• _What needs to be done_
Where a line of the records holds the string "SinkParams", copy that line.

(Stored data)
++++++++++++++++++++

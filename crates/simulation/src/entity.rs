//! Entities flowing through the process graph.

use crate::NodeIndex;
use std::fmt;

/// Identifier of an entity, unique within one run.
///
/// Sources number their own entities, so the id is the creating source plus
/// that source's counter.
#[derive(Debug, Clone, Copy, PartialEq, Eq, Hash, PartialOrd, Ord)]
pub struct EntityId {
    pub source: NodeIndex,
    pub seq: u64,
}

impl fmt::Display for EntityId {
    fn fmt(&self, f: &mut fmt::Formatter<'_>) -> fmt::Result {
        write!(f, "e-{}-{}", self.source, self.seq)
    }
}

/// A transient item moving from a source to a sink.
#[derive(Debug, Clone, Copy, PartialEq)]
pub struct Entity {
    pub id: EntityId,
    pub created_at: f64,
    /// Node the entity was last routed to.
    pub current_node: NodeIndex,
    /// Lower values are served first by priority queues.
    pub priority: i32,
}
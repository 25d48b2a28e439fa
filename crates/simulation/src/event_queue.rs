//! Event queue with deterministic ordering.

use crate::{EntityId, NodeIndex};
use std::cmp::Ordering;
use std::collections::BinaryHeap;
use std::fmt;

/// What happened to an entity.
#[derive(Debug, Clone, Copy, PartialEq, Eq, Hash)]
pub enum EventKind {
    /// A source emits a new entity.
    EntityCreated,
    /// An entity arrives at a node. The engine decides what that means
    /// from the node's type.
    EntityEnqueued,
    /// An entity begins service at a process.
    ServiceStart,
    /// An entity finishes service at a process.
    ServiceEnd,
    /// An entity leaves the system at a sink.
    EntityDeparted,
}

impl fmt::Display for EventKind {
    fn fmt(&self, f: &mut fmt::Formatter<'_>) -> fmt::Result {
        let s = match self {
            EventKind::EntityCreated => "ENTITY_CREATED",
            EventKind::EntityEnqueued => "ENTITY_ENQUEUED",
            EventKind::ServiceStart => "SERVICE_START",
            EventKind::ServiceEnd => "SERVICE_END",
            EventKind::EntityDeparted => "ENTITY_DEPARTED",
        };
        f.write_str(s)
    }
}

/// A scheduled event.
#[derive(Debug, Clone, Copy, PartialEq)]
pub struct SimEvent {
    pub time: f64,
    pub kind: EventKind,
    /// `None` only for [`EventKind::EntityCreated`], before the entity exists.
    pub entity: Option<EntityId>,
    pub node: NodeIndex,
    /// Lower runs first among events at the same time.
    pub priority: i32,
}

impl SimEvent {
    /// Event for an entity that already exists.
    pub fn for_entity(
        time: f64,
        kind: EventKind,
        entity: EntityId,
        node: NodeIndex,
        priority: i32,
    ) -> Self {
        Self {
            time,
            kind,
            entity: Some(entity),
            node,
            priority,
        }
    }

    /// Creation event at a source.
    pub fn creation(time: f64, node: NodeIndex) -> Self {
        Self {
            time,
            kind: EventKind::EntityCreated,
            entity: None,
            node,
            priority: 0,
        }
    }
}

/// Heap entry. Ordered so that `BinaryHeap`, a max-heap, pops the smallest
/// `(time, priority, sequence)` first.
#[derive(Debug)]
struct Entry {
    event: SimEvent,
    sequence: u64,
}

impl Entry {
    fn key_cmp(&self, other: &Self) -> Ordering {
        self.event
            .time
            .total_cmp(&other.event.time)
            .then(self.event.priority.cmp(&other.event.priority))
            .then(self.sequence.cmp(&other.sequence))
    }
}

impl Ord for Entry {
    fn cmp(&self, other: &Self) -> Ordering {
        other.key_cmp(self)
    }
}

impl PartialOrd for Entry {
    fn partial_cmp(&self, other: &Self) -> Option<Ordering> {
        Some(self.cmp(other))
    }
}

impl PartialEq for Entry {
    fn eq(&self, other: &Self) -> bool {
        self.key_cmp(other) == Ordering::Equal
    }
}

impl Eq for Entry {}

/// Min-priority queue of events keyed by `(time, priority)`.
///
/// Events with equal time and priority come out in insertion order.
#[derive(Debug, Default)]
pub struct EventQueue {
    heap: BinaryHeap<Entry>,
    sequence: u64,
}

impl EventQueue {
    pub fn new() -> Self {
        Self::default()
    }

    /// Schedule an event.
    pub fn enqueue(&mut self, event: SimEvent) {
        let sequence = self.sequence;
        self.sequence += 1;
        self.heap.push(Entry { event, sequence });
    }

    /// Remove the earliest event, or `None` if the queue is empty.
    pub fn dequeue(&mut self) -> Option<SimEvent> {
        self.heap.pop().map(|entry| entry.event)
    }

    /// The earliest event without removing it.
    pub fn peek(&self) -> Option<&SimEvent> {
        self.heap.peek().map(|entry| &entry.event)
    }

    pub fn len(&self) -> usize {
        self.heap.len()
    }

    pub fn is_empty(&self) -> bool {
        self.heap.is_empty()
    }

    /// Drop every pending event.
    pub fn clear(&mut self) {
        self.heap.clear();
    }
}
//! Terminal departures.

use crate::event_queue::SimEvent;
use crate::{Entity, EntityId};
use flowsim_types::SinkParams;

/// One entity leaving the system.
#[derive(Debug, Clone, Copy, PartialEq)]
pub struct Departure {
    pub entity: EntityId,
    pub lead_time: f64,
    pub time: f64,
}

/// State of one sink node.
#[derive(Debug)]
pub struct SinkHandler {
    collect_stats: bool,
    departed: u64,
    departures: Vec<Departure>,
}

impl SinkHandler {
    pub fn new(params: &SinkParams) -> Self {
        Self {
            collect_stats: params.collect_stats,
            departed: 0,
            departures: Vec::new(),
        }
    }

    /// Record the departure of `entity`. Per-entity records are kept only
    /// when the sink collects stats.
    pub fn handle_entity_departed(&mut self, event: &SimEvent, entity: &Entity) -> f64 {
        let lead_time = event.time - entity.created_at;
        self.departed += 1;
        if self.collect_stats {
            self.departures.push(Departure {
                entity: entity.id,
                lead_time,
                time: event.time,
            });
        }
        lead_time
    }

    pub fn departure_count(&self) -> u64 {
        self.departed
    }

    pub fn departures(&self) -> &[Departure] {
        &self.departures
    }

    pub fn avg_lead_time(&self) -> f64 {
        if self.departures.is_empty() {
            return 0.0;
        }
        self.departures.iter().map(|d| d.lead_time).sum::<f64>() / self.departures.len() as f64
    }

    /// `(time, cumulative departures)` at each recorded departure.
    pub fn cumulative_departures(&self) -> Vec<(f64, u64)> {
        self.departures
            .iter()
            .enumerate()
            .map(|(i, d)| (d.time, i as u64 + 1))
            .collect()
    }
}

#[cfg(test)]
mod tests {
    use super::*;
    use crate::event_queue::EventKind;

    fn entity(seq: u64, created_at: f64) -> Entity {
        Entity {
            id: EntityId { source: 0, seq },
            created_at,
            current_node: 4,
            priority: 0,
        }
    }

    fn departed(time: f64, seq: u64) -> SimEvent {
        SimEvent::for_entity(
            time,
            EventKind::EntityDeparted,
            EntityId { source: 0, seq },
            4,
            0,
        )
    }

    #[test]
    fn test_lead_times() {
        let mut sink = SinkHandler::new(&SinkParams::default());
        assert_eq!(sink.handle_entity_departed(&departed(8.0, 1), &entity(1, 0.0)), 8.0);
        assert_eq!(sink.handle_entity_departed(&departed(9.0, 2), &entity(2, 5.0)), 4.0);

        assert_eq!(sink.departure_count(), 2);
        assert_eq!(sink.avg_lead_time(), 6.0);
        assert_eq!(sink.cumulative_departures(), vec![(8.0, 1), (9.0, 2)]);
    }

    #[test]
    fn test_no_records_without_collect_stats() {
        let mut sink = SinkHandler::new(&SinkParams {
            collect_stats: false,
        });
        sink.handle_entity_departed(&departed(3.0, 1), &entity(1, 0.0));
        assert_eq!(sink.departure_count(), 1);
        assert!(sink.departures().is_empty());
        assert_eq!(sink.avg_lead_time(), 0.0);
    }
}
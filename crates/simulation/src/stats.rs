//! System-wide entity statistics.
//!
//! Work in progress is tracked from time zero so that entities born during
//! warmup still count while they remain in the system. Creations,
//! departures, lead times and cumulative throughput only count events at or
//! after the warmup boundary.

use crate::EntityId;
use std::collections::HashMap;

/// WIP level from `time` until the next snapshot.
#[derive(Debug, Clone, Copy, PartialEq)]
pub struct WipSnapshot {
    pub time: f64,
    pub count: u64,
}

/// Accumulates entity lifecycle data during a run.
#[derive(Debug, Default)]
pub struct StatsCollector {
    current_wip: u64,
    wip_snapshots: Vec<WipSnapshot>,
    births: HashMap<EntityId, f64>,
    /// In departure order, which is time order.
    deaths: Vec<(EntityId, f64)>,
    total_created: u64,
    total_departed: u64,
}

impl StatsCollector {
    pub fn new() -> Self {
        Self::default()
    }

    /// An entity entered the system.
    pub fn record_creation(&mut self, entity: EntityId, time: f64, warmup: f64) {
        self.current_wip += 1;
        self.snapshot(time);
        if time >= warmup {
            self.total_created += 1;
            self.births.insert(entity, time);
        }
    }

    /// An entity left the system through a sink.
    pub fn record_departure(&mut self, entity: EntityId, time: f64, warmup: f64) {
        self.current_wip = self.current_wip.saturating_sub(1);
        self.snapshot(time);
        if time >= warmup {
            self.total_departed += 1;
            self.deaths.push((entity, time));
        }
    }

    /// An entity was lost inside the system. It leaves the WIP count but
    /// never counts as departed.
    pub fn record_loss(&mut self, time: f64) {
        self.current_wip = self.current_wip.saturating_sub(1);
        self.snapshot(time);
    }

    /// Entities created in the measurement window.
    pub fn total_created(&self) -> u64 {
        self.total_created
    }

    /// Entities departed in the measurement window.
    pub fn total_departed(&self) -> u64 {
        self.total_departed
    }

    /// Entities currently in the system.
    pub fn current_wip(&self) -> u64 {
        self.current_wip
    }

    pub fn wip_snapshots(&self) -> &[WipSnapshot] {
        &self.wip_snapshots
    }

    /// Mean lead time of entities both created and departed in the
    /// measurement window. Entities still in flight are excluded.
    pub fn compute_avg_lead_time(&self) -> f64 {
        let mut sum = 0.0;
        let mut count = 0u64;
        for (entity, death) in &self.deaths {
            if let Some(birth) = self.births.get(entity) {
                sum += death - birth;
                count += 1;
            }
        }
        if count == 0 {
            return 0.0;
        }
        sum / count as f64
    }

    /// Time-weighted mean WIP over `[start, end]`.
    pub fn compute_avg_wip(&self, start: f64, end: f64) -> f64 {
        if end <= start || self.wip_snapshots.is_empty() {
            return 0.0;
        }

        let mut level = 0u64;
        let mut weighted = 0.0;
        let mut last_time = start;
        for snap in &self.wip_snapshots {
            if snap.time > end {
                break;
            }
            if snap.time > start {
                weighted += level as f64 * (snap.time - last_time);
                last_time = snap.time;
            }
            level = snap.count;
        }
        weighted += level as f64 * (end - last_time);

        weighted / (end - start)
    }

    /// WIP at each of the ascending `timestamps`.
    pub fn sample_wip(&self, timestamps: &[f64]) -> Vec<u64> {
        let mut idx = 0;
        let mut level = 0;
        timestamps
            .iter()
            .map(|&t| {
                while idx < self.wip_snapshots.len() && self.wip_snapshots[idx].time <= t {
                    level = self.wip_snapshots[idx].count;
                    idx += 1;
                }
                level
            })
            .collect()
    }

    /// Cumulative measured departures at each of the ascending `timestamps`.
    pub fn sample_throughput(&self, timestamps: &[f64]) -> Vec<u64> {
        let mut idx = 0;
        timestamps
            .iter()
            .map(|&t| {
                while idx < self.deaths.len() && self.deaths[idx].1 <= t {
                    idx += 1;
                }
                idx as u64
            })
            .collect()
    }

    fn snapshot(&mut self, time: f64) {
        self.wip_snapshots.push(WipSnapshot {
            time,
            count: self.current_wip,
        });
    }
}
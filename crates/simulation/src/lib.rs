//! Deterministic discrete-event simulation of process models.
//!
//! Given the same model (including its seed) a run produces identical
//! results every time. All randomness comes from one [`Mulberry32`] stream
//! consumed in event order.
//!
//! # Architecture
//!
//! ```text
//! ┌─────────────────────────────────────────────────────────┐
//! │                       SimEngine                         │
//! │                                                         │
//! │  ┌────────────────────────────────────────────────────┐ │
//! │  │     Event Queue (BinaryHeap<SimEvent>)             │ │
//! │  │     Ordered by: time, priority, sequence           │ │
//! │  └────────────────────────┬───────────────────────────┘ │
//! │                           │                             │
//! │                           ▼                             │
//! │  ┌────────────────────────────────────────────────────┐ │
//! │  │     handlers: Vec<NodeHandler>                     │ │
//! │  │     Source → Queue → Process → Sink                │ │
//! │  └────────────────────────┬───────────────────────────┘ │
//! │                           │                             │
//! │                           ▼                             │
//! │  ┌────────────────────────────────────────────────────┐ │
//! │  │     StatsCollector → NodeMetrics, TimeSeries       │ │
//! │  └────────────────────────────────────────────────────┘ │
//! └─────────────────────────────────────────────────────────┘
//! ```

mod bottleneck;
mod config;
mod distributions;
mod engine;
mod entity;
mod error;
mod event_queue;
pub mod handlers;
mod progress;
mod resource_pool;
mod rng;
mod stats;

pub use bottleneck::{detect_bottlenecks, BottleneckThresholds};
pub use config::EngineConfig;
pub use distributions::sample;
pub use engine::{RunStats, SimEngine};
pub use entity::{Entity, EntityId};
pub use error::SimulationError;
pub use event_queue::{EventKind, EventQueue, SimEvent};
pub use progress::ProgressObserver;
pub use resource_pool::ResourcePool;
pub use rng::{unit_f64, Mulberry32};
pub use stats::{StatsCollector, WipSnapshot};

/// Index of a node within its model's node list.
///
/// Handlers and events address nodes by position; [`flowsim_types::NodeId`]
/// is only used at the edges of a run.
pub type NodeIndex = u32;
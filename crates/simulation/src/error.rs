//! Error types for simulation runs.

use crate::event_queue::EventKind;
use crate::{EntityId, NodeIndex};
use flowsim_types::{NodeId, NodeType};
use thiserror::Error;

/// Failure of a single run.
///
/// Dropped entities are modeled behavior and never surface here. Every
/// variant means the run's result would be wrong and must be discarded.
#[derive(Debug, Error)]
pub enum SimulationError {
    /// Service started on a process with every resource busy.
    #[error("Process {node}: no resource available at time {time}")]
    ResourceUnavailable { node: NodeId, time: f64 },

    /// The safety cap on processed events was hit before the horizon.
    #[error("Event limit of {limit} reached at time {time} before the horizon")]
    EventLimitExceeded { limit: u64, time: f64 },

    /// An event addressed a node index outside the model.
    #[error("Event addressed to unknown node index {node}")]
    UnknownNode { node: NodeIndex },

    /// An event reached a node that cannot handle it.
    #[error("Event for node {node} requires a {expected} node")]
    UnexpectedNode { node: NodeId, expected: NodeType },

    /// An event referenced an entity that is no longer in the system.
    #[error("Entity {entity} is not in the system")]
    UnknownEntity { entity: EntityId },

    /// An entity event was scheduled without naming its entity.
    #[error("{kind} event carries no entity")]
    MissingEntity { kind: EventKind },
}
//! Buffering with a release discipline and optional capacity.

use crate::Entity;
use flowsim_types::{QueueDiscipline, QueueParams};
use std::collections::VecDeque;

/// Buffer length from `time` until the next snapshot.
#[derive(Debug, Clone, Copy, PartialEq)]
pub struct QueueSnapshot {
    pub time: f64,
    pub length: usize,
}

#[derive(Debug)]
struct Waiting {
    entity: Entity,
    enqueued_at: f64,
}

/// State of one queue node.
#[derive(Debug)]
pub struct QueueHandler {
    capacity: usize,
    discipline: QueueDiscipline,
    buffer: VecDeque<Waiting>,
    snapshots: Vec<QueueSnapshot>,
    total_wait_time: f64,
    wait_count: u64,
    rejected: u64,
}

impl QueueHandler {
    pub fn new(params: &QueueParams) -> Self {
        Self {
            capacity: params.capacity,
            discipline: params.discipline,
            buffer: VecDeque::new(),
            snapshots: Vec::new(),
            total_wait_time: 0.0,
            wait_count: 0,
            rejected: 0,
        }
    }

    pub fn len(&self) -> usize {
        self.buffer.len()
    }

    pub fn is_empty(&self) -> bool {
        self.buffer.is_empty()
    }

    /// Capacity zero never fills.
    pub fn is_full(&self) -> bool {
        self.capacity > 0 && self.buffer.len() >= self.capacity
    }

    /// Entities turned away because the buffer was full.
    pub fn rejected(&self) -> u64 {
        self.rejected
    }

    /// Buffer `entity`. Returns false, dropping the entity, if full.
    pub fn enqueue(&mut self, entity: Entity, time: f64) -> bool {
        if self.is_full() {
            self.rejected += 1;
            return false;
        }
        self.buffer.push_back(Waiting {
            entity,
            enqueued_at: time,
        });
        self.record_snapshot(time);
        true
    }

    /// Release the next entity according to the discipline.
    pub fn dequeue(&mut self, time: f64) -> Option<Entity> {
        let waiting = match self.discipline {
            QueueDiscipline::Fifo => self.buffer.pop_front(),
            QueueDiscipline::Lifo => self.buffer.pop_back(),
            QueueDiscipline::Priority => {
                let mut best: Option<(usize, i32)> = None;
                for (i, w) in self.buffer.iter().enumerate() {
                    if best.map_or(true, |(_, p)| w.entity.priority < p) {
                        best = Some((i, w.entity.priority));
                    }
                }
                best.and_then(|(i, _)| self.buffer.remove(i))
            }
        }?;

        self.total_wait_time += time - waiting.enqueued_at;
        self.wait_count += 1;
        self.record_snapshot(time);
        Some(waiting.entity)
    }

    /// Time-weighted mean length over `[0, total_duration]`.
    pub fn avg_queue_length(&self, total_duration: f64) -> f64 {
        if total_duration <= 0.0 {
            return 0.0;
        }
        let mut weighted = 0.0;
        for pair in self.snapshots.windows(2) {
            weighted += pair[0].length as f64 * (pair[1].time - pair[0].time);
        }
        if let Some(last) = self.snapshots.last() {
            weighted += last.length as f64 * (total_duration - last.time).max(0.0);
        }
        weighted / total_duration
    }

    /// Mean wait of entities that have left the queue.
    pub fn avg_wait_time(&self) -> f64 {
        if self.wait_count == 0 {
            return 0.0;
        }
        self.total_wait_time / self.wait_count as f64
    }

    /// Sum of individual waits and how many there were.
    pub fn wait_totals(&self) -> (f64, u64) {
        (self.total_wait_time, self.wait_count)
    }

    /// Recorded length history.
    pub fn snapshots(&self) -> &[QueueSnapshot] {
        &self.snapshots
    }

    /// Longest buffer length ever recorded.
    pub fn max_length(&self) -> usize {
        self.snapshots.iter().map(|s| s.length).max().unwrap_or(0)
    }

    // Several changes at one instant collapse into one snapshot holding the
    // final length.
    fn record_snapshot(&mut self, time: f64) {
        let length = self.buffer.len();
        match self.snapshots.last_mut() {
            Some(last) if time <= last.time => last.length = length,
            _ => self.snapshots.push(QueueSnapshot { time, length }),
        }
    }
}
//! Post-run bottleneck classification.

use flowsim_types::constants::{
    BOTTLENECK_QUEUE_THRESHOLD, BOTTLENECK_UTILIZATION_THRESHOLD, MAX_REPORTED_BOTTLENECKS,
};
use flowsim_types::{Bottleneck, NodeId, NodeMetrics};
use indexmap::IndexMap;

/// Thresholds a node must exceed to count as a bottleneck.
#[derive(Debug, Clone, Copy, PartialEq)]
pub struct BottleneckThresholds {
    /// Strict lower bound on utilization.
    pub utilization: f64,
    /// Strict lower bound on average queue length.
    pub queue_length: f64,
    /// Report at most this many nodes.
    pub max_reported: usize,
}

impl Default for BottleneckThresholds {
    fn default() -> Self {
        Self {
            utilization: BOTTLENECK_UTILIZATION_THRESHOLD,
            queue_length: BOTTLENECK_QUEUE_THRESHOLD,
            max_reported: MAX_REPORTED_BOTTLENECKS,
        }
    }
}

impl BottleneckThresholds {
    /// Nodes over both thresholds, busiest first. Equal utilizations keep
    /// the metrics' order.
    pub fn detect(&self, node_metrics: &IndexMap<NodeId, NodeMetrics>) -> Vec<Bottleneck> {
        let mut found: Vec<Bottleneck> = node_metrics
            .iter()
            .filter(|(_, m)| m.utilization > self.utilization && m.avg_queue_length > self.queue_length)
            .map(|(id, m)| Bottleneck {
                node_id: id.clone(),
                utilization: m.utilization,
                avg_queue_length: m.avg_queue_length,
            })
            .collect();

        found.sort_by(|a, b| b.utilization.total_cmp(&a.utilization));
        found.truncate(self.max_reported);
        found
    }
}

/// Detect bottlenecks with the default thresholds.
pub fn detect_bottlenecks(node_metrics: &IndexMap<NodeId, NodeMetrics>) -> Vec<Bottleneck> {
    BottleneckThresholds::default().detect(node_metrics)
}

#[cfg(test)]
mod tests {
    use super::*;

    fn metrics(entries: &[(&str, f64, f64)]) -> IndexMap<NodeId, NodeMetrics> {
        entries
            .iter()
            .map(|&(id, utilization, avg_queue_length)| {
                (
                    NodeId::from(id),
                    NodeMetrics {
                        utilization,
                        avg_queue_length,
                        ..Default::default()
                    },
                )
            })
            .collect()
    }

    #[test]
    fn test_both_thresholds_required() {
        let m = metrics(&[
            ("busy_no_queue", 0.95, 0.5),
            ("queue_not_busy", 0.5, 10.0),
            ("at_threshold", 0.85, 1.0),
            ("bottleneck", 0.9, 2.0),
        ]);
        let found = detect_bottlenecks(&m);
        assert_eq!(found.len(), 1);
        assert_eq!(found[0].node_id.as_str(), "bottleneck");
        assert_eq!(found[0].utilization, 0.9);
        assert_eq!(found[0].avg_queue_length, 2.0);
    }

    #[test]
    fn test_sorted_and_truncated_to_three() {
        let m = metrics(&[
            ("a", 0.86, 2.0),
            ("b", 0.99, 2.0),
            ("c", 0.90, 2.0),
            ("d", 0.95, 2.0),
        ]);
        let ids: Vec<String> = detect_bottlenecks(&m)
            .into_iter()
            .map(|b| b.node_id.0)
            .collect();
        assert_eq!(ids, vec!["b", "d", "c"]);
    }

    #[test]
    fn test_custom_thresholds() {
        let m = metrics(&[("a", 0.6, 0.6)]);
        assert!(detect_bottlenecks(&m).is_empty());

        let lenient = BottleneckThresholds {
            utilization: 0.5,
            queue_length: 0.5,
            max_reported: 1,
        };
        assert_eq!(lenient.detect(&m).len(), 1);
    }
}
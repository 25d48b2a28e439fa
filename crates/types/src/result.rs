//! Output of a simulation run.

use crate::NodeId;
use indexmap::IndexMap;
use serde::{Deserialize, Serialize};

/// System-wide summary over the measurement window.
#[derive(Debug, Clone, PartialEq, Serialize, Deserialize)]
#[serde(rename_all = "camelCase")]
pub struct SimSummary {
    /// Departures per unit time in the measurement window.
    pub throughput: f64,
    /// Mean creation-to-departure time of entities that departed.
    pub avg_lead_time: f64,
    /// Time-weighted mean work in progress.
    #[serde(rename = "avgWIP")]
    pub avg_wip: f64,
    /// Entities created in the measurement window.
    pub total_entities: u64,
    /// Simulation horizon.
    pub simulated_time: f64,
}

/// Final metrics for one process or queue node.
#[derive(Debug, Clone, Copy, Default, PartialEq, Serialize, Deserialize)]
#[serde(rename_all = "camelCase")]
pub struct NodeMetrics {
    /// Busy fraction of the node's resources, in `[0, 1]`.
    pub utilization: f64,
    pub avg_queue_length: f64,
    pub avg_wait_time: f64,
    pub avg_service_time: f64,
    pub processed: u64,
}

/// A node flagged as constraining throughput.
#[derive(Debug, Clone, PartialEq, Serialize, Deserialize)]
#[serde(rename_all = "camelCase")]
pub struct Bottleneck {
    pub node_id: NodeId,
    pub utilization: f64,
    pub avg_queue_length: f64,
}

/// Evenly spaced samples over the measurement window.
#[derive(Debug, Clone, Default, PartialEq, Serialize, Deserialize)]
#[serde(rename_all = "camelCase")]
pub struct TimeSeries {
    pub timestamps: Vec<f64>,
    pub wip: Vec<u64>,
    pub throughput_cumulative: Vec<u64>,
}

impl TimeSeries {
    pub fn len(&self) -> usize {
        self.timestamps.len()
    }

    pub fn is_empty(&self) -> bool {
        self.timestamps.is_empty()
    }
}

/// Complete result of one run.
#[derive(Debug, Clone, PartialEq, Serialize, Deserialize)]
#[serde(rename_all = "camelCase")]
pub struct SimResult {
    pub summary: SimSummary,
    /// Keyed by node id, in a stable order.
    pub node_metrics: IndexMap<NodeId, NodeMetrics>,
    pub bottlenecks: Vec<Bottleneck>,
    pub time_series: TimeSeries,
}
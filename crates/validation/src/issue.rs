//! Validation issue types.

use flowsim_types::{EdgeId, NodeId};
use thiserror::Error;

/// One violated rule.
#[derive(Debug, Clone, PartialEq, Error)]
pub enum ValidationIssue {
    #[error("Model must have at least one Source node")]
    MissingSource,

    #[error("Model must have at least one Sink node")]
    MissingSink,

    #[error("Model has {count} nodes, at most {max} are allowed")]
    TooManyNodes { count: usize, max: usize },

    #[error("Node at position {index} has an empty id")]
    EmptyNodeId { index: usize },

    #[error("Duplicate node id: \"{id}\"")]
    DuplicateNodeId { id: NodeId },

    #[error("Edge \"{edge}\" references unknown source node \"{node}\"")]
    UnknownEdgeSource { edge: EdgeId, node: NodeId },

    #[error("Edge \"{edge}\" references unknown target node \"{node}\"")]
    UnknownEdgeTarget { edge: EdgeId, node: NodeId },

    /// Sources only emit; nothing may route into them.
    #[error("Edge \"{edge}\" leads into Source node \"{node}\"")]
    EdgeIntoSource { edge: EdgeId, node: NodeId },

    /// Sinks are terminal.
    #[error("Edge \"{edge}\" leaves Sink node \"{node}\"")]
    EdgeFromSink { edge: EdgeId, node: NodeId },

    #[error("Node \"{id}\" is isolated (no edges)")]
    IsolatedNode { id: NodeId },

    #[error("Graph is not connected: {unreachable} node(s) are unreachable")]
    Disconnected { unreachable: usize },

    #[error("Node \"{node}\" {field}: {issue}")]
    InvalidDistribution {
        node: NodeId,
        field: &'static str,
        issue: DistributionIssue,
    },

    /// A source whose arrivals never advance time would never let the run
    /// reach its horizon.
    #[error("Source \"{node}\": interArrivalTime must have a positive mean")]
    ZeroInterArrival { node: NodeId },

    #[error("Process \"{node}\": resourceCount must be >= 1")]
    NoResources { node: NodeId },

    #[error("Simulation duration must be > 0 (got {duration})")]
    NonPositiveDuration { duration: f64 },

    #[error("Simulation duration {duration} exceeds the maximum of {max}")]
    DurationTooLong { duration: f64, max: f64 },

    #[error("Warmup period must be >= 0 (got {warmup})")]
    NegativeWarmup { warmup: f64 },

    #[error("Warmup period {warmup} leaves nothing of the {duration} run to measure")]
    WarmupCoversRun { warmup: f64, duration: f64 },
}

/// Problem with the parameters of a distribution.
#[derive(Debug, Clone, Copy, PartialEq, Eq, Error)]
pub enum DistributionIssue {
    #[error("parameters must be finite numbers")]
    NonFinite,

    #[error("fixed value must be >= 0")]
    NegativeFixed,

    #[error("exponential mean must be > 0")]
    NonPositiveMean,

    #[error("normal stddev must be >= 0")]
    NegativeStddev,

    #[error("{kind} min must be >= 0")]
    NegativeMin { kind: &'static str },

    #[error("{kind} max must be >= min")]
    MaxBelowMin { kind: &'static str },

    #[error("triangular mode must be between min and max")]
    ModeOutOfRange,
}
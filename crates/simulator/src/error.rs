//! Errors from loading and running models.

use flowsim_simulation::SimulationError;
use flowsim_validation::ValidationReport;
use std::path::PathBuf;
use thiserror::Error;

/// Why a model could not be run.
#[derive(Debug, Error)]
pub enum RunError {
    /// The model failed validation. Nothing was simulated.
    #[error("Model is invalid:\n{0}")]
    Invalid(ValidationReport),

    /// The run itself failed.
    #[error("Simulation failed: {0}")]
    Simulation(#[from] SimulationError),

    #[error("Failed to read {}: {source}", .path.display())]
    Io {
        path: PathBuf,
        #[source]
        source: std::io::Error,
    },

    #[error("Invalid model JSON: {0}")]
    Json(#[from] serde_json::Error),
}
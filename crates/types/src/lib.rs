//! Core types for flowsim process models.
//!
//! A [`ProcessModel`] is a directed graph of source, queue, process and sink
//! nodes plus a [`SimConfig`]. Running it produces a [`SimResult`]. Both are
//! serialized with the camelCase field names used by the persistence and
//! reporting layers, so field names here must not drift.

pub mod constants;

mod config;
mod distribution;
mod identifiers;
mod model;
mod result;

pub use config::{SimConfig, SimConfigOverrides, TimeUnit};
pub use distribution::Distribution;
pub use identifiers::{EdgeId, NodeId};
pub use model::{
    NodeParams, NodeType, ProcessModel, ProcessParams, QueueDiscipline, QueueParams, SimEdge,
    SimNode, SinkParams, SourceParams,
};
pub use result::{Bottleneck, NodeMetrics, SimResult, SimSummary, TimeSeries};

++++++++++++++++++++

• _Solution to the exercise_
use flowsim_types::SinkParams;
    pub fn new(params: &SinkParams) -> Self {
        let mut sink = SinkHandler::new(&SinkParams::default());
        let mut sink = SinkHandler::new(&SinkParams {
    SimNode, SinkParams, SourceParams,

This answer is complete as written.